Weekly Tip: The Role of Fats in Baking.


“Miss Child is never bashful with butter.” ~ Phil Donahue

 How Fats Are Used In Baking

I love butter, the liquid gold of desserts. Everything tastes better with butter. However, every health professional tells us to limit our fat intake.  I don’t wish to challenge them on this point; but I like Julia Child’s point of view (everything in moderation) better.  Plus, she lived to be 91 years of age. That works for me.

I can’t imagine a world without pastries, cakes and pies.
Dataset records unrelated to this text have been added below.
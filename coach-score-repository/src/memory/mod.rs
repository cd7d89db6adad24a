//! In-memory implementation of the Coach Score repository.
//!
//! Every operation takes the same `tokio::sync::Mutex`, which makes each call
//! atomic with respect to every other call, mirroring the row lock the
//! PostgreSQL implementation takes per vote.
use std::collections::HashMap;

use async_trait::async_trait;
use chrono::Utc;
use coach_score_shared::types::{
    Direction, NewReview, Review, ReviewUpdate, VoteCounts, VoteOutcome, VoteRecord,
    VoteTransition,
};
use tokio::sync::Mutex;

use crate::{RepositoryError, ReviewsRepository, VotesRepository};

type VoteKey = (String, String);

#[derive(Default)]
struct MemoryState {
    reviews: HashMap<String, Review>,
    votes: HashMap<VoteKey, VoteRecord>,
}

/// Process-local repository holding reviews and vote records.
#[derive(Default)]
pub struct InMemoryRepository {
    state: Mutex<MemoryState>,
}

impl InMemoryRepository {
    pub fn new() -> Self {
        Self::default()
    }
}

fn vote_key(user_id: &str, review_id: &str) -> VoteKey {
    (user_id.to_string(), review_id.to_string())
}

#[async_trait]
impl VotesRepository for InMemoryRepository {
    async fn cast_vote(
        &self,
        user_id: &str,
        review_id: &str,
        direction: Direction,
    ) -> Result<VoteOutcome, RepositoryError> {
        let mut state = self.state.lock().await;
        let MemoryState { reviews, votes } = &mut *state;

        let review = reviews
            .get_mut(review_id)
            .ok_or_else(|| RepositoryError::ReviewNotFound(review_id.to_string()))?;

        let key = vote_key(user_id, review_id);
        let prior = votes.get(&key).map(|vote| vote.direction);
        let transition = VoteTransition::decide(prior, direction);

        match transition.resulting_direction() {
            Some(direction) => {
                votes.insert(
                    key,
                    VoteRecord {
                        user_id: user_id.to_string(),
                        review_id: review_id.to_string(),
                        direction,
                        voted_at: Utc::now(),
                    },
                );
            }
            None => {
                votes.remove(&key);
            }
        }

        let counts = review.counts().apply(transition.counter_delta());
        review.likes = counts.likes;
        review.dislikes = counts.dislikes;

        Ok(VoteOutcome { transition, counts })
    }

    async fn get_vote(
        &self,
        user_id: &str,
        review_id: &str,
    ) -> Result<Option<VoteRecord>, RepositoryError> {
        let state = self.state.lock().await;
        Ok(state.votes.get(&vote_key(user_id, review_id)).cloned())
    }

    async fn tally_votes(&self, review_id: &str) -> Result<VoteCounts, RepositoryError> {
        let state = self.state.lock().await;
        let mut counts = VoteCounts::default();
        state
            .votes
            .values()
            .filter(|vote| vote.review_id == review_id)
            .for_each(|vote| counts.record(vote.direction));
        Ok(counts)
    }
}

#[async_trait]
impl ReviewsRepository for InMemoryRepository {
    async fn create_review(
        &self,
        review_id: &str,
        review: &NewReview,
    ) -> Result<Review, RepositoryError> {
        let mut state = self.state.lock().await;

        let duplicate = state.reviews.values().any(|existing| {
            existing.coach_id == review.coach_id && existing.reviewer_id == review.reviewer_id
        });
        if duplicate {
            return Err(RepositoryError::DuplicateReview {
                coach_id: review.coach_id.clone(),
                reviewer_id: review.reviewer_id.clone(),
            });
        }
        if state.reviews.contains_key(review_id) {
            return Err(RepositoryError::Conflict(format!(
                "review id {review_id} already in use"
            )));
        }

        let now = Utc::now();
        let stored = Review {
            review_id: review_id.to_string(),
            coach_id: review.coach_id.clone(),
            school_id: review.school_id.clone(),
            reviewer_id: review.reviewer_id.clone(),
            ratings: review.ratings,
            overall_rating: review.ratings.overall(),
            comment: review.comment.clone(),
            likes: 0,
            dislikes: 0,
            created_at: now,
            updated_at: now,
        };
        state.reviews.insert(review_id.to_string(), stored.clone());
        Ok(stored)
    }

    async fn get_review(&self, review_id: &str) -> Result<Option<Review>, RepositoryError> {
        let state = self.state.lock().await;
        Ok(state.reviews.get(review_id).cloned())
    }

    async fn update_review(
        &self,
        review_id: &str,
        update: &ReviewUpdate,
    ) -> Result<Option<Review>, RepositoryError> {
        let mut state = self.state.lock().await;
        Ok(state.reviews.get_mut(review_id).map(|review| {
            review.ratings = update.ratings;
            review.overall_rating = update.ratings.overall();
            review.comment = update.comment.clone();
            review.updated_at = Utc::now();
            review.clone()
        }))
    }

    async fn delete_review(&self, review_id: &str) -> Result<bool, RepositoryError> {
        let mut state = self.state.lock().await;
        if state.reviews.remove(review_id).is_none() {
            return Ok(false);
        }
        state.votes.retain(|(_, voted_review), _| voted_review != review_id);
        Ok(true)
    }

    async fn find_review(
        &self,
        coach_id: &str,
        reviewer_id: &str,
    ) -> Result<Option<Review>, RepositoryError> {
        let state = self.state.lock().await;
        Ok(state
            .reviews
            .values()
            .find(|review| review.coach_id == coach_id && review.reviewer_id == reviewer_id)
            .cloned())
    }

    async fn list_reviews_by_reviewer(
        &self,
        reviewer_id: &str,
    ) -> Result<Vec<Review>, RepositoryError> {
        let state = self.state.lock().await;
        let mut reviews: Vec<Review> = state
            .reviews
            .values()
            .filter(|review| review.reviewer_id == reviewer_id)
            .cloned()
            .collect();
        reviews.sort_by(|a, b| b.created_at.cmp(&a.created_at));
        Ok(reviews)
    }
}
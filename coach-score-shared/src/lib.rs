//! Domain types shared by the Coach Score repository and service crates.
pub mod types;
// Server module - HTTP server setup and routing
pub mod handlers;
pub mod models;
pub mod state;

use std::net::SocketAddr;

use axum::{
    Router,
    http::{HeaderValue, Method, header},
    routing::{get, post},
};
use tower_http::{cors::CorsLayer, trace::TraceLayer};
use tracing::{error, info};

use crate::errors::CoachScoreError;
use self::state::AppState;

/// Create the Axum application router with all routes and middleware
pub fn create_app(state: AppState, allowed_origins: Vec<HeaderValue>) -> Router {
    Router::new()
        .route("/health", get(handlers::health_check))
        .route(
            "/reviews",
            post(handlers::create_review).get(handlers::has_reviewed),
        )
        .route("/reviews/user/:user_id", get(handlers::reviews_by_user))
        .route(
            "/reviews/:review_id",
            get(handlers::get_review)
                .put(handlers::update_review)
                .delete(handlers::delete_review),
        )
        .route(
            "/reviews/:review_id/votes",
            post(handlers::cast_vote).get(handlers::current_vote),
        )
        .layer(create_cors_layer(allowed_origins))
        .layer(TraceLayer::new_for_http())
        .with_state(state)
}

fn create_cors_layer(allowed_origins: Vec<HeaderValue>) -> CorsLayer {
    CorsLayer::new()
        .allow_origin(allowed_origins)
        .allow_methods([
            Method::GET,
            Method::POST,
            Method::PUT,
            Method::DELETE,
            Method::OPTIONS,
        ])
        .allow_headers([header::CONTENT_TYPE])
}

/// Run the server on the specified address until Ctrl+C or SIGTERM
pub async fn run_server(app: Router, addr: SocketAddr) -> Result<(), CoachScoreError> {
    let listener = tokio::net::TcpListener::bind(addr).await?;
    info!(%addr, "Server listening");

    axum::serve(listener, app)
        .with_graceful_shutdown(shutdown_signal())
        .await?;

    info!("Server stopped");
    Ok(())
}

async fn shutdown_signal() {
    let ctrl_c = async {
        if let Err(e) = tokio::signal::ctrl_c().await {
            error!(error = %e, "Failed to listen for Ctrl+C");
            std::future::pending::<()>().await;
        }
    };

    #[cfg(unix)]
    let terminate = async {
        match tokio::signal::unix::signal(tokio::signal::unix::SignalKind::terminate()) {
            Ok(mut signal) => {
                signal.recv().await;
            }
            Err(e) => {
                error!(error = %e, "Failed to listen for SIGTERM");
                std::future::pending::<()>().await;
            }
        }
    };

    #[cfg(not(unix))]
    let terminate = std::future::pending::<()>();

    tokio::select! {
        _ = ctrl_c => {},
        _ = terminate => {},
    }

    info!("Shutdown signal received");
}
//! This module defines and re-exports the interfaces for the repository.
//! It serves as a central point for accessing traits related to data interaction.
mod reviews;
mod votes;

pub use reviews::ReviewsRepository;
pub use votes::VotesRepository;
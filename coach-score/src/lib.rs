//! Coach Score service.
//!
//! Hosts the vote ledger for coach reviews behind an HTTP API: each user holds
//! at most one like or dislike per review, and the review's denormalized
//! counters move in the same atomic step as the vote itself.
pub mod config;
pub mod errors;
pub mod ledger;
pub mod reviews;
pub mod server;

pub use config::{Config, Dependencies, LogFormat};
pub use errors::{CoachScoreError, ServiceError};
pub use ledger::{RetryPolicy, VoteLedger};
pub use reviews::ReviewService;
pub use server::state::AppState;
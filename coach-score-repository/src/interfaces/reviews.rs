use coach_score_shared::types::{NewReview, Review, ReviewUpdate};

use crate::errors::RepositoryError;

/// A trait that defines the interface for storing reviews.
///
/// Counters are created at zero and are never written through this trait; only
/// `VotesRepository::cast_vote` moves them.
#[async_trait::async_trait]
pub trait ReviewsRepository: Send + Sync {
    /// Inserts a review under `review_id`.
    ///
    /// Fails with `RepositoryError::DuplicateReview` when the reviewer already
    /// reviewed the coach.
    async fn create_review(
        &self,
        review_id: &str,
        review: &NewReview,
    ) -> Result<Review, RepositoryError>;

    async fn get_review(&self, review_id: &str) -> Result<Option<Review>, RepositoryError>;

    /// Rewrites ratings and comment. Returns `None` if the review does not exist.
    async fn update_review(
        &self,
        review_id: &str,
        update: &ReviewUpdate,
    ) -> Result<Option<Review>, RepositoryError>;

    /// Deletes the review together with every vote cast on it.
    ///
    /// Returns `false` if the review did not exist.
    async fn delete_review(&self, review_id: &str) -> Result<bool, RepositoryError>;

    async fn find_review(
        &self,
        coach_id: &str,
        reviewer_id: &str,
    ) -> Result<Option<Review>, RepositoryError>;

    /// Reviews written by `reviewer_id`, newest first.
    async fn list_reviews_by_reviewer(
        &self,
        reviewer_id: &str,
    ) -> Result<Vec<Review>, RepositoryError>;
}
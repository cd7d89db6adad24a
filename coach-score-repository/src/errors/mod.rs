//! Error types for the Coach Score repository.
//! Defines the errors that can occur while reading or writing reviews and votes.
mod repository;

pub use repository::RepositoryError;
But, I’ll get back on track and discuss the role of fats in baking.

Fats used in baking

If we start at the beginning, fats are either solid such as butter, margarine and shortening; or they are liquid such as oils. Fats have the following role in baking:

  • They make baked goods tender by weakening the gluten bonds.
  • They add flavor.
  • They add moistness.
  • They enable browning.
  • They hold air bubbles which are created during the process known as creaming.

Since creaming is critical to the baking process, I’d like to discuss the science behind it.

When solid fat is beaten with sugar, known as creaming, the sugar crystals cut the fat, creating air bubbles in it.  The air bubbles trap the carbon dioxide that is released by baking soda or baking powder when these leaveners are moistened.  This causes baked goods to rise.

How to cream butter properly:

  • The butter should be at room temperature.
  • Beat the butter on low speed until it becomes creamy.

Mixing butter


  • Slowly add in the sugar and continue beating on low speed until the sugar is distributed evenly.

Creaming the butter and sugar

  • Increase the speed to medium and continue beating until the mixture expands in volume and the color lightens to almost off-white. This takes about 5 minutes in a mixer with a paddle attachment.

The following are the most commonly used fats in baking.



Butter is about 80% butterfat in the United States and 85% in Europe. The remainder of the butter is water that becomes steam during the cooking process, thus assisting leavening.

When flavor is critical, butter is the chosen fat.


Shortening was invented in the early 1900’s.

It is 100% fat.

It is a hydrogenated fat.

Its flavor is not as good as butter.


Margarine is made from hydrogenated vegetable oil with milk added.

It tastes better than shortening but not as good as butter.


Oil is 100% fat.

You can’t cream with oil because it doesn’t trap air bubbles.

It provides a great deal of moisture to baked goods.